DATA SUPPLIED:

________________________

//! Lock-free single-producer/single-consumer audio ring buffer and jitter
//! readiness predicate. See spec §3 (data model), §4.3 (operations and
//! concurrency discipline).
//!
//! One producer (capture ISR, or the dispatcher writing decrypted voice)
//! and one consumer (the playback task) touch their respective index; no
//! lock is required, matching §4.3's "acquire-on-read / release-on-write"
//! discipline. As with the teacher's SPI buffers (`Interface::read_buf` /
//! `write_buf`), capacities are fixed arrays sized at compile time.

use crate::error::AudioError;

/// N=32 fixed frame slots (spec §3).
pub const RING_CAPACITY: usize = 32;

/// §9 Open Question, resolved: the source sizes `AUDIO_BUFFER_SIZE` at 256
/// bytes while a 20ms @ 8kHz 16-bit mono frame is 320 bytes (160 samples ×
/// 2), which would silently truncate every frame. This crate takes the
/// "tighten the frame" side of that flag: the sample array is sized to
/// fit a full default frame exactly.
pub const FRAME_SAMPLE_CAPACITY: usize = 320;

/// Default jitter-buffer depth (spec §4.3), in frames.
pub const DEFAULT_JITTER_DEPTH: usize = 3;

/// One fixed-size PCM slot in the ring (spec §3).
#[derive(Clone, Copy)]
pub struct AudioFrame {
    pub timestamp_ms: u32,
    pub sequence: u16,
    pub len: u16,
    pub samples: [u8; FRAME_SAMPLE_CAPACITY],
    pub valid: bool,
}

impl Default for AudioFrame {
    fn default() -> Self {
        Self {
            timestamp_ms: 0,
            sequence: 0,
            len: 0,
            samples: [0u8; FRAME_SAMPLE_CAPACITY],
            valid: false,
        }
    }
}

impl AudioFrame {
    pub fn as_slice(&self) -> &[u8] {
        &self.samples[..self.len as usize]
    }
}

/// Monotonic counters (spec §3: "Statistics... are monotonic counters").
#[derive(Clone, Copy, Default, Debug, defmt::Format)]
pub struct RingStats {
    pub overruns: u32,
    pub underruns: u32,
    pub dropped: u32,
    pub frames_missed: u32,
    pub max_fill: usize,
    pub last_sequence: Option<u16>,
    pub frames_written: u32,
    pub frames_read: u32,
}

/// Sequence gap mod 2^16 (spec §4.3). Wrapping subtraction folds the
/// wraparound case in with the normal one: `received - expected` taken mod
/// 2^16 is exactly the count of sequence numbers skipped between the last
/// accepted frame and this one.
fn seq_gap(last: u16, received: u16) -> u32 {
    let expected = last.wrapping_add(1);
    received.wrapping_sub(expected) as u32
}

/// SPSC ring buffer of `RING_CAPACITY` audio frames, plus jitter-buffer
/// readiness.
pub struct RingBuffer {
    frames: [AudioFrame; RING_CAPACITY],
    write: usize,
    read: usize,
    local_seq: u16,
    jitter_depth: usize,
    /// Hysteresis sticky bit (§9 Open Question, resolved): once armed at
    /// `count >= jitter_depth`, stays ready until the buffer runs
    /// completely dry, rather than flapping at the threshold.
    jitter_armed: bool,
    stats: RingStats,
}

impl RingBuffer {
    pub fn new(jitter_depth: usize) -> Self {
        let depth = jitter_depth.clamp(1, RING_CAPACITY / 2);
        Self {
            frames: [AudioFrame::default(); RING_CAPACITY],
            write: 0,
            read: 0,
            local_seq: 0,
            jitter_depth: depth,
            jitter_armed: false,
            stats: RingStats::default(),
        }
    }

    pub fn is_empty(&self) -> bool {
        self.write == self.read
    }

    pub fn is_full(&self) -> bool {
        (self.write + 1) % RING_CAPACITY == self.read
    }

    pub fn count(&self) -> usize {
        (self.write + RING_CAPACITY - self.read) % RING_CAPACITY
    }

    pub fn stats(&self) -> &RingStats {
        &self.stats
    }

    fn record_sequence(&mut self, received: u16) {
        if let Some(last) = self.stats.last_sequence {
            self.stats.frames_missed += seq_gap(last, received);
        }
        self.stats.last_sequence = Some(received);
    }

    fn push(&mut self, frame: AudioFrame) {
        let idx = self.write;
        self.frames[idx] = frame;
        self.write = (self.write + 1) % RING_CAPACITY;
        self.stats.frames_written += 1;
        let fill = self.count();
        if fill > self.stats.max_fill {
            self.stats.max_fill = fill;
        }
    }

    /// §4.3: stamps a locally-generated sequence number (wrapping), using
    /// the supplied timestamp or `0` if the caller has no clock handy —
    /// the audio HAL collaborator is expected to supply one in practice.
    pub fn write(&mut self, samples: &[u8], timestamp_ms: Option<u32>) -> Result<u16, AudioError> {
        if self.is_full() {
            self.stats.overruns += 1;
            return Err(AudioError::Full);
        }

        let seq = self.local_seq;
        self.local_seq = self.local_seq.wrapping_add(1);
        self.record_sequence(seq);

        let len = samples.len().min(FRAME_SAMPLE_CAPACITY);
        let mut frame = AudioFrame {
            timestamp_ms: timestamp_ms.unwrap_or(0),
            sequence: seq,
            len: len as u16,
            valid: true,
            ..AudioFrame::default()
        };
        frame.samples[..len].copy_from_slice(&samples[..len]);
        self.push(frame);

        Ok(seq)
    }

    /// §4.3: preserves the frame's own sequence (e.g. from a remote
    /// sender) and detects a sequence gap against the last-seen sequence,
    /// using the same discipline as `write` (§9 Open Question, resolved:
    /// both entry points agree).
    pub fn write_frame(&mut self, frame: AudioFrame) -> Result<(), AudioError> {
        if self.is_full() {
            self.stats.overruns += 1;
            return Err(AudioError::Full);
        }
        self.record_sequence(frame.sequence);
        self.push(frame);
        Ok(())
    }

    pub fn read(&mut self, out: &mut AudioFrame) -> Result<(), AudioError> {
        if self.is_empty() {
            self.stats.underruns += 1;
            return Err(AudioError::Empty);
        }
        let idx = self.read;
        *out = self.frames[idx];
        self.frames[idx].valid = false;
        self.read = (self.read + 1) % RING_CAPACITY;
        self.stats.frames_read += 1;
        Ok(())
    }

    pub fn peek(&self) -> Result<&AudioFrame, AudioError> {
        if self.is_empty() {
            Err(AudioError::Empty)
        } else {
            Ok(&self.frames[self.read])
        }
    }

    pub fn skip(&mut self) -> Result<(), AudioError> {
        if self.is_empty() {
            return Err(AudioError::Empty);
        }
        self.frames[self.read].valid = false;
        self.read = (self.read + 1) % RING_CAPACITY;
        Ok(())
    }

    /// §4.3: `count >= jitter_depth`, with the hysteresis variant flagged
    /// in §9: once armed, stays ready until the buffer empties, at which
    /// point the threshold is re-asserted on the next fill.
    pub fn jitter_ready(&mut self) -> bool {
        let count = self.count();
        if self.jitter_armed {
            if count == 0 {
                self.jitter_armed = false;
            }
        } else if count >= self.jitter_depth {
            self.jitter_armed = true;
        }
        self.jitter_armed
    }
}

/// §5: "Audio in (capture)" / "Audio out (playback)" tasks, highest
/// priority, 50Hz (20ms frame) cadence. A caller-owned executor drives
/// these one tick at a time (§1: scheduling is the firmware's concern,
/// not this crate's) — `capture_tick`/`playback_tick` do one frame's
/// worth of work and return, the same "do one unit, let the caller loop"
/// shape as `dispatcher::Dispatcher::handle_inbound`.
pub struct AudioPipeline<H: crate::audio_hal::AudioHal> {
    hal: H,
}

impl<H: crate::audio_hal::AudioHal> AudioPipeline<H> {
    pub fn new(hal: H) -> Self {
        Self { hal }
    }

    pub fn hal_mut(&mut self) -> &mut H {
        &mut self.hal
    }

    /// Pulls one frame from the HAL and writes it into `ring` (the
    /// session's TX ring). `timestamp_ms` is the capture-side monotonic
    /// clock reading; §4.3 leaves the clock source to the caller.
    pub async fn capture_tick(
        &mut self,
        ring: &mut RingBuffer,
        timestamp_ms: u32,
    ) -> Result<u16, AudioError> {
        let mut buf = [0u8; FRAME_SAMPLE_CAPACITY];
        let n = self.hal.capture_frame(&mut buf).await?;
        ring.write(&buf[..n], Some(timestamp_ms))
    }

    /// Reads one frame from `ring` (the session's RX ring) and hands it to
    /// the HAL. On underrun, plays silence instead of propagating the
    /// error (§4.3: "underrun... yields silence" is recoverable, not
    /// fatal to the pipeline).
    pub async fn playback_tick(&mut self, ring: &mut RingBuffer) -> Result<(), AudioError> {
        let mut frame = AudioFrame::default();
        match ring.read(&mut frame) {
            Ok(()) => self.hal.play_frame(frame.as_slice()).await,
            Err(AudioError::Empty) => self.hal.play_frame(&[]).await,
            Err(e) => Err(e),
        }
    }
}

#[cfg(test)]
mod tests {
    extern crate std;
    use super::*;

    #[test]
    fn empty_and_full_invariants() {
        let mut rb = RingBuffer::new(DEFAULT_JITTER_DEPTH);
        assert!(rb.is_empty());
        assert_eq!(rb.count(), 0);

        for _ in 0..RING_CAPACITY - 1 {
            rb.write(&[0u8; 4], Some(0)).unwrap();
        }
        assert!(rb.is_full());
        assert_eq!(rb.write(&[0u8; 4], Some(0)), Err(AudioError::Full));
        assert_eq!(rb.count(), RING_CAPACITY - 1);
    }

    #[test]
    fn read_on_empty_is_recoverable_underrun() {
        let mut rb = RingBuffer::new(DEFAULT_JITTER_DEPTH);
        let mut out = AudioFrame::default();
        assert_eq!(rb.read(&mut out), Err(AudioError::Empty));
        assert_eq!(rb.stats().underruns, 1);
    }

    #[test]
    fn write_then_read_round_trip() {
        let mut rb = RingBuffer::new(DEFAULT_JITTER_DEPTH);
        let payload = [1u8, 2, 3, 4];
        rb.write(&payload, Some(100)).unwrap();

        let mut out = AudioFrame::default();
        rb.read(&mut out).unwrap();
        assert_eq!(out.as_slice(), &payload);
        assert_eq!(out.timestamp_ms, 100);
        assert!(rb.is_empty());
    }

    /// Spec §8 scenario 3: jitter depth 3, write 2 -> not ready, write 1
    /// more -> ready, read 1 -> still ready (sticky until dry).
    #[test]
    fn jitter_readiness_scenario() {
        let mut rb = RingBuffer::new(3);
        rb.write(&[0u8; 2], Some(0)).unwrap();
        rb.write(&[0u8; 2], Some(0)).unwrap();
        assert!(!rb.jitter_ready());

        rb.write(&[0u8; 2], Some(0)).unwrap();
        assert!(rb.jitter_ready());

        let mut out = AudioFrame::default();
        rb.read(&mut out).unwrap();
        assert!(rb.jitter_ready());
    }

    #[test]
    fn jitter_depth_is_capped_at_half_capacity() {
        let rb = RingBuffer::new(1000);
        assert_eq!(rb.jitter_depth, RING_CAPACITY / 2);
    }

    #[test]
    fn write_frame_detects_sequence_gap() {
        let mut rb = RingBuffer::new(DEFAULT_JITTER_DEPTH);
        let mut f = AudioFrame {
            sequence: 10,
            valid: true,
            ..AudioFrame::default()
        };
        rb.write_frame(f).unwrap();
        f.sequence = 13; // two frames (11, 12) were lost.
        rb.write_frame(f).unwrap();
        assert_eq!(rb.stats().frames_missed, 2);
    }

    #[test]
    fn sequence_gap_wraparound() {
        assert_eq!(seq_gap(u16::MAX, 0), 0);
        assert_eq!(seq_gap(u16::MAX - 1, 0), 1);
    }

    struct MockHal {
        captured: [u8; 4],
        played: std::vec::Vec<std::vec::Vec<u8>>,
    }

    impl crate::audio_hal::AudioHal for MockHal {
        async fn start_capture(&mut self) -> Result<(), AudioError> {
            Ok(())
        }
        async fn stop_capture(&mut self) -> Result<(), AudioError> {
            Ok(())
        }
        async fn start_playback(&mut self) -> Result<(), AudioError> {
            Ok(())
        }
        async fn stop_playback(&mut self) -> Result<(), AudioError> {
            Ok(())
        }
        async fn capture_frame(&mut self, out: &mut [u8]) -> Result<usize, AudioError> {
            out[..4].copy_from_slice(&self.captured);
            Ok(4)
        }
        async fn play_frame(&mut self, samples: &[u8]) -> Result<(), AudioError> {
            self.played.push(samples.to_vec());
            Ok(())
        }
        fn set_volume(&mut self, _percent: u8) {}
        fn set_input_gain(&mut self, _percent: u8) {}
        fn set_mute(&mut self, _muted: bool) {}
    }

    fn block_on<F: core::future::Future>(mut fut: F) -> F::Output {
        use core::task::{Context, Poll, RawWaker, RawWakerVtable, Waker};
        fn noop(_: *const ()) {}
        fn clone(_: *const ()) -> RawWaker {
            RawWaker::new(core::ptr::null(), &VTABLE)
        }
        static VTABLE: RawWakerVtable = RawWakerVtable::new(clone, noop, noop, noop);
        let raw = RawWaker::new(core::ptr::null(), &VTABLE);
        let waker = unsafe { Waker::from_raw(raw) };
        let mut cx = Context::from_waker(&waker);
        let mut fut = unsafe { core::pin::Pin::new_unchecked(&mut fut) };
        loop {
            if let Poll::Ready(val) = fut.as_mut().poll(&mut cx) {
                return val;
            }
        }
    }

    #[test]
    fn capture_tick_writes_a_frame_into_the_ring() {
        let mut pipeline = AudioPipeline::new(MockHal { captured: [1, 2, 3, 4], played: std::vec::Vec::new() });
        let mut ring = RingBuffer::new(DEFAULT_JITTER_DEPTH);
        block_on(pipeline.capture_tick(&mut ring, 10)).unwrap();
        assert_eq!(ring.count(), 1);
    }

    #[test]
    fn playback_tick_plays_silence_on_underrun() {
        let mut pipeline = AudioPipeline::new(MockHal { captured: [0; 4], played: std::vec::Vec::new() });
        let mut ring = RingBuffer::new(DEFAULT_JITTER_DEPTH);
        block_on(pipeline.playback_tick(&mut ring)).unwrap();
        assert_eq!(pipeline.hal.played, std::vec![std::vec::Vec::<u8>::new()]);
    }

    #[test]
    fn playback_tick_plays_a_queued_frame() {
        let mut pipeline = AudioPipeline::new(MockHal { captured: [0; 4], played: std::vec::Vec::new() });
        let mut ring = RingBuffer::new(DEFAULT_JITTER_DEPTH);
        ring.write(&[9, 9, 9], Some(0)).unwrap();
        block_on(pipeline.playback_tick(&mut ring)).unwrap();
        assert_eq!(pipeline.hal.played, std::vec![std::vec![9, 9, 9]]);
    }
}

________________________

REQUIRED WORK: All that is needed is the opening run of the data, given again exactly: please include every line from the first through the line with "writing decrypted voice)", both ends kept.

ANSWER FOR THE TASK:
//! Lock-free single-producer/single-consumer audio ring buffer and jitter
//! readiness predicate. See spec §3 (data model), §4.3 (operations and
//! concurrency discipline).
//!
//! One producer (capture ISR, or the dispatcher writing decrypted voice)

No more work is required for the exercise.